Show, from the records below, all lines that contain the word "Option".
»»
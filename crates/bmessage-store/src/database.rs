//! Database connection management.
//!
//! The [`Database`] struct owns a [`rusqlite::Connection`] and guarantees that
//! migrations are run before any other operation. The connection sits behind
//! a mutex so one handle can be shared between request handlers and the
//! notification writer.

use std::path::{Path, PathBuf};
use std::sync::{Mutex, MutexGuard};

use chrono::{DateTime, SecondsFormat, Utc};
use rusqlite::Connection;

use crate::backend::Backend;
use crate::error::{Result, StoreError};
use crate::migrations;
use crate::models::{Comment, Group, Message, Notification, Post, PrivateChat, User};

/// Wrapper around a [`rusqlite::Connection`].
pub struct Database {
    conn: Mutex<Connection>,
    path: Option<PathBuf>,
}

impl Database {
    /// Open (or create) a database at an explicit path.
    pub fn open_at(path: &Path) -> Result<Self> {
        if let Some(parent) = path.parent() {
            if !parent.as_os_str().is_empty() {
                std::fs::create_dir_all(parent)?;
            }
        }

        tracing::info!(path = %path.display(), "opening database");

        let conn = Connection::open(path)?;

        // Recommended SQLite settings.
        conn.pragma_update(None, "journal_mode", "WAL")?;
        Self::init(conn, Some(path.to_path_buf()))
    }

    /// Open a private in-memory database. Contents vanish on drop.
    pub fn open_in_memory() -> Result<Self> {
        Self::init(Connection::open_in_memory()?, None)
    }

    fn init(conn: Connection, path: Option<PathBuf>) -> Result<Self> {
        conn.pragma_update(None, "foreign_keys", "ON")?;

        // Run schema migrations.
        migrations::run_migrations(&conn)?;

        Ok(Self {
            conn: Mutex::new(conn),
            path,
        })
    }

    /// Lock and return the underlying connection.
    ///
    /// Callers should prefer the typed helpers, but direct access is
    /// occasionally needed for transactions or ad-hoc queries.
    pub fn conn(&self) -> Result<MutexGuard<'_, Connection>> {
        self.conn.lock().map_err(|_| StoreError::LockPoisoned)
    }

    /// Return the filesystem path of the open database (if any).
    pub fn path(&self) -> Option<&Path> {
        self.path.as_deref()
    }
}

// ---------------------------------------------------------------------------
// Column helpers
// ---------------------------------------------------------------------------

// Fixed precision keeps stored timestamps lexicographically ordered.
pub(crate) fn format_timestamp(ts: &DateTime<Utc>) -> String {
    ts.to_rfc3339_opts(SecondsFormat::Micros, true)
}

pub(crate) fn parse_timestamp(column: usize, value: &str) -> rusqlite::Result<DateTime<Utc>> {
    DateTime::parse_from_rfc3339(value)
        .map(|dt| dt.with_timezone(&Utc))
        .map_err(|e| {
            rusqlite::Error::FromSqlConversionFailure(
                column,
                rusqlite::types::Type::Text,
                Box::new(e),
            )
        })
}

// ---------------------------------------------------------------------------
// Backend
// ---------------------------------------------------------------------------

impl Backend for Database {
    fn load_users(&self) -> Result<Vec<User>> {
        self.list_users()
    }

    fn save_user(&self, user: &User) -> Result<()> {
        self.upsert_user(user)
    }

    fn load_private_chats(&self) -> Result<Vec<PrivateChat>> {
        self.list_private_chats()
    }

    fn save_private_chat(&self, chat: &PrivateChat) -> Result<()> {
        self.upsert_private_chat(chat)
    }

    fn load_groups(&self) -> Result<Vec<Group>> {
        self.list_groups()
    }

    fn save_group(&self, group: &Group) -> Result<()> {
        self.upsert_group(group)
    }

    fn insert_message(&self, conversation_id: &str, message: &Message) -> Result<()> {
        self.append_message(conversation_id, message)
    }

    fn update_message(&self, conversation_id: &str, message: &Message) -> Result<()> {
        self.replace_message(conversation_id, message)
    }

    fn remove_message(&self, conversation_id: &str, message_id: &str) -> Result<()> {
        self.delete_message(conversation_id, message_id)
    }

    fn load_posts(&self) -> Result<Vec<Post>> {
        self.list_posts()
    }

    fn save_post(&self, post: &Post) -> Result<()> {
        self.upsert_post(post)
    }

    fn remove_post(&self, post_id: &str) -> Result<()> {
        self.delete_post(post_id)
    }

    fn insert_comment(&self, post_id: &str, comment: &Comment) -> Result<()> {
        self.append_comment(post_id, comment)
    }

    fn append_notification(&self, notification: &Notification) -> Result<()> {
        self.insert_notification(notification)
    }

    fn notifications_for(&self, user_id: &str) -> Result<Vec<Notification>> {
        self.list_notifications(user_id)
    }

    fn mark_notification_read(&self, user_id: &str, notification_id: &str) -> Result<bool> {
        self.set_notification_read(user_id, notification_id)
    }

    fn mark_all_notifications_read(&self, user_id: &str) -> Result<usize> {
        self.set_all_notifications_read(user_id)
    }
}

#[cfg(test)]
mod tests {
    use super::*;

    #[test]
    fn open_round_trip() {
        let dir = tempfile::tempdir().unwrap();
        let path = dir.path().join("nested").join("test.db");

        let db = Database::open_at(&path).expect("should open");
        assert_eq!(db.path(), Some(path.as_path()));
        assert!(path.exists());
    }

    #[test]
    fn reopen_keeps_schema_version() {
        let dir = tempfile::tempdir().unwrap();
        let path = dir.path().join("test.db");

        drop(Database::open_at(&path).unwrap());
        let db = Database::open_at(&path).unwrap();

        let version: u32 = db
            .conn()
            .unwrap()
            .pragma_query_value(None, "user_version", |row| row.get(0))
            .unwrap();
        assert_eq!(version, migrations::CURRENT_VERSION);
    }

    #[test]
    fn timestamps_sort_as_text() {
        let early = DateTime::parse_from_rfc3339("2024-01-01T00:00:00Z")
            .unwrap()
            .with_timezone(&Utc);
        let late = early + chrono::Duration::milliseconds(1500);
        assert!(format_timestamp(&early) < format_timestamp(&late));
        assert_eq!(parse_timestamp(0, &format_timestamp(&late)).unwrap(), late);
    }
}
//! Type coercion.
//!
//! Conversion targets form a closed set of [`Shape`]s. The
//! [`ConversionService`] keeps one converter per shape; the built-in ones
//! live in [`converters`] and any of them can be replaced with
//! [`ConversionService::register`]. Typed access goes through [`FromValue`],
//! which names the shape a Rust type is read from.
//!
//! # Examples
//!
//! ```
//! use std::time::Duration;
//! use propchain::convert::ConversionService;
//! use propchain::Value;
//!
//! let service = ConversionService::new();
//! let timeout: Duration = service.convert_to(&Value::from("1m 30s")).unwrap();
//! assert_eq!(timeout, Duration::from_secs(90));
//!
//! let enabled: bool = service.convert_to(&Value::from("YES")).unwrap();
//! assert!(enabled);
//! ```

pub mod converters;

use std::collections::{BTreeMap, HashMap};
use std::fmt;
use std::sync::Arc;
use std::time::Duration;

use parking_lot::RwLock;

use crate::error::{Error, Result};
use crate::value::Value;

/// Target shapes understood by the conversion service.
#[derive(Debug, Clone, Copy, PartialEq, Eq, Hash)]
pub enum Shape {
    /// Text.
    String,
    /// Signed 64-bit integer.
    Integer,
    /// 64-bit float.
    Float,
    /// Boolean.
    Bool,
    /// Span of time.
    Duration,
    /// List of strings.
    StringList,
    /// Flat map of dotted keys to strings.
    Map,
}

impl Shape {
    /// All shapes, in declaration order.
    pub const ALL: [Self; 7] = [
        Self::String,
        Self::Integer,
        Self::Float,
        Self::Bool,
        Self::Duration,
        Self::StringList,
        Self::Map,
    ];

    /// Parses a shape name as printed by [`Display`](fmt::Display).
    ///
    /// # Errors
    ///
    /// Returns an error message if the name is not recognized.
    ///
    /// # Examples
    ///
    /// ```
    /// use propchain::convert::Shape;
    ///
    /// assert_eq!(Shape::parse("Duration").unwrap(), Shape::Duration);
    /// assert_eq!(Shape::parse("string-list").unwrap(), Shape::StringList);
    /// assert!(Shape::parse("decimal").is_err());
    /// ```
    pub fn parse(s: &str) -> std::result::Result<Self, String> {
        let wanted = s.trim().to_lowercase();
        Self::ALL
            .into_iter()
            .find(|shape| shape.to_string() == wanted)
            .ok_or_else(|| format!("invalid shape: {s}"))
    }
}

impl fmt::Display for Shape {
    fn fmt(&self, f: &mut fmt::Formatter<'_>) -> fmt::Result {
        match self {
            Self::String => write!(f, "string"),
            Self::Integer => write!(f, "integer"),
            Self::Float => write!(f, "float"),
            Self::Bool => write!(f, "bool"),
            Self::Duration => write!(f, "duration"),
            Self::StringList => write!(f, "string-list"),
            Self::Map => write!(f, "map"),
        }
    }
}

/// A converter turns any value into the canonical value of its shape, or
/// explains why it cannot.
pub type Converter = Arc<dyn Fn(&Value) -> std::result::Result<Value, String> + Send + Sync>;

/// Registry of converters keyed by shape.
pub struct ConversionService {
    converters: RwLock<HashMap<Shape, Converter>>,
}

impl Default for ConversionService {
    fn default() -> Self {
        Self::new()
    }
}

impl fmt::Debug for ConversionService {
    fn fmt(&self, f: &mut fmt::Formatter<'_>) -> fmt::Result {
        let mut shapes: Vec<String> = self
            .converters
            .read()
            .keys()
            .map(ToString::to_string)
            .collect();
        shapes.sort();
        f.debug_struct("ConversionService")
            .field("shapes", &shapes)
            .finish()
    }
}

impl ConversionService {
    /// Creates a service with the built-in converter for every shape.
    #[must_use]
    pub fn new() -> Self {
        let converters: HashMap<Shape, Converter> = HashMap::from([
            (Shape::String, Arc::new(converters::to_string) as Converter),
            (Shape::Integer, Arc::new(converters::to_integer) as Converter),
            (Shape::Float, Arc::new(converters::to_float) as Converter),
            (Shape::Bool, Arc::new(converters::to_bool) as Converter),
            (Shape::Duration, Arc::new(converters::to_duration) as Converter),
            (Shape::StringList, Arc::new(converters::to_string_list) as Converter),
            (Shape::Map, Arc::new(converters::to_map) as Converter),
        ]);
        Self {
            converters: RwLock::new(converters),
        }
    }

    /// Creates a service with no converters at all.
    #[must_use]
    pub fn empty() -> Self {
        Self {
            converters: RwLock::new(HashMap::new()),
        }
    }

    /// Installs `converter` for `shape`, replacing any previous one.
    ///
    /// # Examples
    ///
    /// ```
    /// use std::sync::Arc;
    /// use propchain::convert::{ConversionService, Shape};
    /// use propchain::Value;
    ///
    /// let service = ConversionService::new();
    /// // Accept "enabled"/"disabled" in addition to nothing else.
    /// service.register(Shape::Bool, Arc::new(|value: &Value| match value.to_string().as_str() {
    ///     "enabled" => Ok(Value::Bool(true)),
    ///     "disabled" => Ok(Value::Bool(false)),
    ///     other => Err(format!("expected enabled/disabled, got {other}")),
    /// }));
    ///
    /// assert_eq!(service.convert_to::<bool>(&Value::from("enabled")).unwrap(), true);
    /// assert!(service.convert_to::<bool>(&Value::from("true")).is_err());
    /// ```
    pub fn register(&self, shape: Shape, converter: Converter) {
        self.converters.write().insert(shape, converter);
    }

    /// Whether a converter is installed for `shape`.
    #[must_use]
    pub fn can_convert(&self, shape: Shape) -> bool {
        self.converters.read().contains_key(&shape)
    }

    /// Converts `value` to `shape`.
    ///
    /// # Errors
    ///
    /// Returns [`Error::Conversion`] if no converter is installed for the
    /// shape or the converter rejects the value.
    pub fn convert(&self, value: &Value, shape: Shape) -> Result<Value> {
        let converter = self.converters.read().get(&shape).cloned();
        let Some(converter) = converter else {
            return Err(conversion_error(value, shape, "no converter registered"));
        };
        converter(value).map_err(|reason| conversion_error(value, shape, reason))
    }

    /// Converts `value` to `T`.
    ///
    /// # Errors
    ///
    /// Returns [`Error::Conversion`] if conversion to `T::SHAPE` fails or the
    /// converted value does not fit `T`.
    pub fn convert_to<T: FromValue>(&self, value: &Value) -> Result<T> {
        let converted = self.convert(value, T::SHAPE)?;
        T::from_value(converted).map_err(|reason| conversion_error(value, T::SHAPE, reason))
    }
}

fn conversion_error(value: &Value, shape: Shape, reason: impl Into<String>) -> Error {
    Error::Conversion {
        value: value.to_string(),
        shape,
        reason: reason.into(),
    }
}

/// Rust types that can be read out of a converted [`Value`].
pub trait FromValue: Sized {
    /// The shape the value is converted to first.
    const SHAPE: Shape;

    /// Extracts `Self` from a value already converted to [`Self::SHAPE`].
    ///
    /// # Errors
    ///
    /// Returns a reason when the value does not fit, for example an integer
    /// out of range for a narrower type.
    fn from_value(value: Value) -> std::result::Result<Self, String>;
}

fn unexpected(shape: Shape, value: &Value) -> String {
    format!("{shape} converter produced a {} value", value.kind())
}

impl FromValue for String {
    const SHAPE: Shape = Shape::String;

    fn from_value(value: Value) -> std::result::Result<Self, String> {
        match value {
            Value::String(s) => Ok(s),
            other => Err(unexpected(Self::SHAPE, &other)),
        }
    }
}

impl FromValue for bool {
    const SHAPE: Shape = Shape::Bool;

    fn from_value(value: Value) -> std::result::Result<Self, String> {
        match value {
            Value::Bool(b) => Ok(b),
            other => Err(unexpected(Self::SHAPE, &other)),
        }
    }
}

impl FromValue for i64 {
    const SHAPE: Shape = Shape::Integer;

    fn from_value(value: Value) -> std::result::Result<Self, String> {
        match value {
            Value::Integer(n) => Ok(n),
            other => Err(unexpected(Self::SHAPE, &other)),
        }
    }
}

macro_rules! narrow_integer {
    ($($ty:ty),*) => {
        $(
            impl FromValue for $ty {
                const SHAPE: Shape = Shape::Integer;

                fn from_value(value: Value) -> std::result::Result<Self, String> {
                    let n = i64::from_value(value)?;
                    <$ty>::try_from(n)
                        .map_err(|_| format!("{n} is out of range for {}", stringify!($ty)))
                }
            }
        )*
    };
}

narrow_integer!(i32, u16, u32, u64, usize);

impl FromValue for f64 {
    const SHAPE: Shape = Shape::Float;

    fn from_value(value: Value) -> std::result::Result<Self, String> {
        match value {
            Value::Float(n) => Ok(n),
            other => Err(unexpected(Self::SHAPE, &other)),
        }
    }
}

impl FromValue for Duration {
    const SHAPE: Shape = Shape::Duration;

    fn from_value(value: Value) -> std::result::Result<Self, String> {
        match value {
            Value::Duration(d) => Ok(d),
            other => Err(unexpected(Self::SHAPE, &other)),
        }
    }
}

impl FromValue for Vec<String> {
    const SHAPE: Shape = Shape::StringList;

    fn from_value(value: Value) -> std::result::Result<Self, String> {
        match value {
            Value::List(items) => Ok(items.iter().map(ToString::to_string).collect()),
            other => Err(unexpected(Self::SHAPE, &other)),
        }
    }
}

impl FromValue for BTreeMap<String, String> {
    const SHAPE: Shape = Shape::Map;

    fn from_value(value: Value) -> std::result::Result<Self, String> {
        match value {
            Value::Map(entries) => Ok(entries
                .into_iter()
                .map(|(k, v)| (k, v.to_string()))
                .collect()),
            other => Err(unexpected(Self::SHAPE, &other)),
        }
    }
}

#[cfg(test)]
mod tests {
    use super::*;

    #[test]
    fn test_shape_display_round_trips_through_parse() {
        for shape in Shape::ALL {
            assert_eq!(Shape::parse(&shape.to_string()).unwrap(), shape);
        }
    }

    #[test]
    fn test_narrowing_refuses_to_truncate() {
        let service = ConversionService::new();
        let err = service.convert_to::<u16>(&Value::from("70000")).unwrap_err();
        match err {
            Error::Conversion { value, shape, reason } => {
                assert_eq!(value, "70000");
                assert_eq!(shape, Shape::Integer);
                assert!(reason.contains("out of range for u16"));
            }
            other => panic!("unexpected error: {other}"),
        }
        assert_eq!(service.convert_to::<u16>(&Value::from("8080")).unwrap(), 8080);
    }

    #[test]
    fn test_negative_into_unsigned() {
        let service = ConversionService::new();
        assert!(service.convert_to::<u64>(&Value::Integer(-1)).is_err());
        assert_eq!(service.convert_to::<i32>(&Value::Integer(-1)).unwrap(), -1);
    }

    #[test]
    fn test_missing_converter() {
        let service = ConversionService::empty();
        assert!(!service.can_convert(Shape::String));
        let err = service.convert(&Value::from("x"), Shape::String).unwrap_err();
        assert!(format!("{err}").contains("no converter registered"));
    }

    #[test]
    fn test_register_replaces_builtin() {
        let service = ConversionService::new();
        service.register(
            Shape::Integer,
            Arc::new(|value: &Value| {
                value
                    .to_string()
                    .replace('_', "")
                    .parse::<i64>()
                    .map(Value::Integer)
                    .map_err(|e| e.to_string())
            }),
        );
        assert_eq!(service.convert_to::<i64>(&Value::from("1_000")).unwrap(), 1000);
    }

    #[test]
    fn test_converter_returning_wrong_variant() {
        let service = ConversionService::new();
        service.register(Shape::Bool, Arc::new(|_: &Value| Ok(Value::from("nope"))));
        let err = service.convert_to::<bool>(&Value::from("true")).unwrap_err();
        assert!(err.is_conversion());
    }

    #[test]
    fn test_typed_collections() {
        let service = ConversionService::new();
        let list: Vec<String> = service.convert_to(&Value::from("a, b,,c")).unwrap();
        assert_eq!(list, vec!["a", "b", "c"]);

        let mut inner = BTreeMap::new();
        inner.insert("port".to_string(), Value::Integer(1));
        let mut outer = BTreeMap::new();
        outer.insert("server".to_string(), Value::Map(inner));
        let map: BTreeMap<String, String> = service.convert_to(&Value::Map(outer)).unwrap();
        assert_eq!(map["server.port"], "1");
    }
}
««
• [Solution]
    path: Option<PathBuf>,
    fn init(conn: Connection, path: Option<PathBuf>) -> Result<Self> {
    pub fn path(&self) -> Option<&Path> {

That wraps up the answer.